[dev.regabi] cmd/compile: use ir.EditChildren for inline rewriting

This CL rephrases the general inlining rewriter in terms of ir.EditChildren. It is the final part of the code that was processing arbitrary nodes using Left, SetLeft, and so on. After this CL, there should be none left except for the implementations of DoChildren and EditChildren, which fall next. Passes buildall w/ toolstash -cmp.

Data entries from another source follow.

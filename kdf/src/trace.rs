//! Optional diagnostic hook for derivations
//!
//! A derivation never writes anywhere on its own. Callers that want to see
//! the block plan and the per-counter progress inject a [`DerivationTrace`].

use crate::KdfFunction;
use isokdf_hashing::HashAlgorithm;
use std::sync::Arc;

/// Progress reported while a derivation runs
///
/// Events carry counters and lengths only, never input or output octets.
#[derive(Debug, Clone, Copy, PartialEq, Eq)]
pub enum TraceEvent {
    /// Emitted once before the first block
    Plan {
        /// Function being evaluated
        function: KdfFunction,
        /// Hash algorithm in use
        hash: HashAlgorithm,
        /// Requested output length in octets
        length: usize,
        /// Number of blocks that will be computed
        blocks: u64,
    },
    /// Emitted after each block is appended
    Block {
        /// Counter value hashed for this block
        counter: u64,
        /// Octets of output available so far (capped at the requested length)
        produced: usize,
    },
}

/// Caller-supplied trace callback
pub type DerivationTrace = Arc<dyn Fn(&TraceEvent) + Send + Sync>;

/// Build a trace from a closure
pub fn trace_fn<F>(f: F) -> DerivationTrace
where
    F: Fn(&TraceEvent) + Send + Sync + 'static,
{
    Arc::new(f)
}

/// Trace that forwards every event to `tracing` at debug level
#[must_use]
pub fn log_trace() -> DerivationTrace {
    Arc::new(|event: &TraceEvent| match *event {
        TraceEvent::Plan {
            function,
            hash,
            length,
            blocks,
        } => tracing::debug!(%function, %hash, length, blocks, "derivation plan"),
        TraceEvent::Block { counter, produced } => {
            tracing::debug!(counter, produced, "derivation block");
        }
    })
}

pub(crate) fn emit(trace: Option<&DerivationTrace>, event: TraceEvent) {
    if let Some(trace) = trace {
        trace(&event);
    }
}
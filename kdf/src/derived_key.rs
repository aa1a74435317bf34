//! Derived key material with automatic cleanup

use std::fmt;
use zeroize::Zeroizing;

/// Output of a derivation, wiped from memory on drop
#[derive(Clone, PartialEq, Eq)]
pub struct DerivedKey {
    bytes: Zeroizing<Vec<u8>>,
}

impl DerivedKey {
    /// Wrap derived octets
    #[must_use]
    pub fn new(bytes: Vec<u8>) -> Self {
        Self {
            bytes: Zeroizing::new(bytes),
        }
    }

    /// Raw octets
    #[must_use]
    pub fn as_bytes(&self) -> &[u8] {
        &self.bytes
    }

    /// Take ownership of the octets; the caller becomes responsible for wiping them
    #[must_use]
    pub fn into_vec(mut self) -> Vec<u8> {
        std::mem::take(&mut *self.bytes)
    }

    /// Lowercase hexadecimal encoding
    #[must_use]
    pub fn to_hex(&self) -> String {
        hex::encode(self.as_bytes())
    }

    /// Standard base64 encoding
    #[must_use]
    pub fn to_base64(&self) -> String {
        use base64::{Engine as _, engine::general_purpose};
        general_purpose::STANDARD.encode(self.as_bytes())
    }

    /// Length in octets
    #[must_use]
    pub fn len(&self) -> usize {
        self.bytes.len()
    }

    /// Whether no octets were requested
    #[must_use]
    pub fn is_empty(&self) -> bool {
        self.bytes.is_empty()
    }
}

impl From<Vec<u8>> for DerivedKey {
    fn from(bytes: Vec<u8>) -> Self {
        Self::new(bytes)
    }
}

impl AsRef<[u8]> for DerivedKey {
    fn as_ref(&self) -> &[u8] {
        self.as_bytes()
    }
}

// Key material stays out of debug output
impl fmt::Debug for DerivedKey {
    fn fmt(&self, f: &mut fmt::Formatter<'_>) -> fmt::Result {
        f.debug_struct("DerivedKey")
            .field("len", &self.len())
            .finish_non_exhaustive()
    }
}
//! Fluent derivation API
//!
//! Usage: `Kdf::kdf1().with_hash(HashAlgorithm::Sha1).derive(secret, 32)`

pub mod kdf_builder;
pub mod kdf_entry;

pub use kdf_builder::{KdfBuilder, KdfBuilderWithHandler};
pub use kdf_entry::Kdf;
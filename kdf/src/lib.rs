//! # ISO 18033 and PKCS#1 key derivation
//!
//! Counter-mode derivation functions that stretch a shared secret into key
//! material of any requested length:
//!
//! - **KDF1 / KDF2 / KDF3** from ISO 18033-2 §6.2
//! - **MGF1** from PKCS#1 / IEEE P1363
//! - **KDF4**, a ChaCha20 keystream keyed by a digest of the input (not
//!   part of either standard)
//!
//! ## Quick Start
//!
//! ```rust
//! use isokdf_kdf::{Kdf, kdf1};
//! use isokdf_hashing::HashAlgorithm;
//!
//! let secret = [0xde, 0xad, 0xbe, 0xef, 0xfe, 0xeb, 0xda, 0xed];
//! let key = Kdf::kdf1().with_hash(HashAlgorithm::Sha1).derive(&secret, 32)?;
//! assert_eq!(key.as_bytes(), kdf1(&secret, 32, HashAlgorithm::Sha1)?.as_slice());
//! # Ok::<(), isokdf_kdf::KdfError>(())
//! ```

#![forbid(unsafe_code)]

pub mod api;
pub mod async_result;
pub mod config;
pub mod counter;
pub mod derived_key;
pub mod error;
pub mod function;
pub mod iso18033;
pub mod kdf4;
pub mod mgf;
pub mod primitives;
pub mod trace;

pub use api::{Kdf, KdfBuilder, KdfBuilderWithHandler};
pub use async_result::AsyncKdfResult;
pub use config::DerivationConfig;
pub use counter::{
    CounterMode, CounterPlacement, DEFAULT_KDF3_COUNTER_WIDTH, MIN_KDF3_COUNTER_WIDTH,
    derive_with_mode,
};
pub use derived_key::DerivedKey;
pub use error::{KdfError, Result};
pub use function::KdfFunction;
pub use iso18033::{kdf1, kdf1_with_trace, kdf2, kdf2_with_trace, kdf3, kdf3_with_trace};
pub use kdf4::{kdf4, kdf4_with_trace};
pub use mgf::{mask_limit, mgf1, mgf1_with_trace, mgf1_xor};
pub use primitives::{COUNTER_WIDTH, checked_length, i2osp, os2ip};
pub use trace::{DerivationTrace, TraceEvent, log_trace, trace_fn};

// The hash registry is part of every signature here
pub use isokdf_hashing::HashAlgorithm;
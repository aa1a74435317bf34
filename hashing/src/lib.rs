//! Hash algorithm registry for the isokdf derivation functions
//!
//! Maps each supported algorithm to its digest computation and its fixed
//! output length in octets.

#![forbid(unsafe_code)]

pub mod algorithm;
pub mod digest_block;
pub mod error;

pub use algorithm::HashAlgorithm;
pub use digest_block::{DigestBlock, MAX_OUTPUT_LEN};
pub use error::HashError;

Change-Id: I9c36053360cd040710716f0b39397a80114be713 Reviewed-on: https://go-review.googlesource.com/c/go/+/275373 Trust: Russ Cox <rsc@golang.org> Run-TryBot: Russ Cox <rsc@golang.org> Reviewed-by: Matthew Dempsky <mdempsky@google.com>
2024-09-23 17:20:13 -06:00 · 2020-12-03 14:06:41 -05:00 · 2020-12-03 14:06:41 -05:00 · d855b30fe4
commit d855b30fe4
parent b9df26d7a8
4 changed files with 46 additions and 75 deletions
--- a/src/cmd/compile/internal/gc/escape.go
+++ b/src/cmd/compile/internal/gc/escape.go
@ -803,6 +803,7 @@ func (e *Escape) call(ks []EscHole, call, where ir.Node) {

 	switch call.Op() {
 	default:
+		ir.Dump("esc", call)
 		base.Fatalf("unexpected call op: %v", call.Op())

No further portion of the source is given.